- **Exercise objective**: In your reply, write out each entry exactly as given.

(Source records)
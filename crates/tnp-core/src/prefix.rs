//! Channel-name prefix transforms.
//!
//! Pure string operations; the plugin decides when a computed name is
//! actually pushed to the host.

/// Prefix a newly created thread's channel name.
///
/// The creation hook fires exactly once per new thread, so there is no guard
/// against double-prefixing.
pub fn apply_prefix_on_create(prefix: &str, channel_name: &str) -> String {
    format!("{prefix}{channel_name}")
}

/// Swap one status prefix for another on a live channel name.
///
/// Returns `None` when `to_prefix` is absent or empty, meaning no rename
/// should be issued at all. When the current name no longer starts with
/// `from_prefix` (external edits can lose it), the body is kept as-is and
/// only the new prefix is prepended.
///
/// Not idempotent under repeated same-direction application; callers invoke
/// it at most once per lifecycle transition.
pub fn swap_prefix(
    current_name: &str,
    from_prefix: Option<&str>,
    to_prefix: Option<&str>,
) -> Option<String> {
    let to = to_prefix.filter(|t| !t.is_empty())?;

    let body = match from_prefix {
        Some(from) if !from.is_empty() && current_name.starts_with(from) => {
            &current_name[from.len()..]
        }
        _ => current_name,
    };

    Some(format!("{to}{body}"))
}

- **Task answer**:
filename crates/tnp-core/src/prefix.rs
//! Channel-name prefix transforms.
//!
//! Pure string operations; the plugin decides when a computed name is
//! actually pushed to the host.

/// Prefix a newly created thread's channel name.
///
/// The creation hook fires exactly once per new thread, so there is no guard
/// against double-prefixing.
pub fn apply_prefix_on_create(prefix: &str, channel_name: &str) -> String {
    format!("{prefix}{channel_name}")
}

/// Swap one status prefix for another on a live channel name.
///
/// Returns `None` when `to_prefix` is absent or empty, meaning no rename
/// should be issued at all. When the current name no longer starts with
/// `from_prefix` (external edits can lose it), the body is kept as-is and
/// only the new prefix is prepended.
///
/// Not idempotent under repeated same-direction application; callers invoke
/// it at most once per lifecycle transition.
pub fn swap_prefix(
    current_name: &str,
    from_prefix: Option<&str>,
    to_prefix: Option<&str>,
) -> Option<String> {
    let to = to_prefix.filter(|t| !t.is_empty())?;

    let body = match from_prefix {
        Some(from) if !from.is_empty() && current_name.starts_with(from) => {
            &current_name[from.len()..]
        }
        _ => current_name,
    };

    Some(format!("{to}{body}"))
}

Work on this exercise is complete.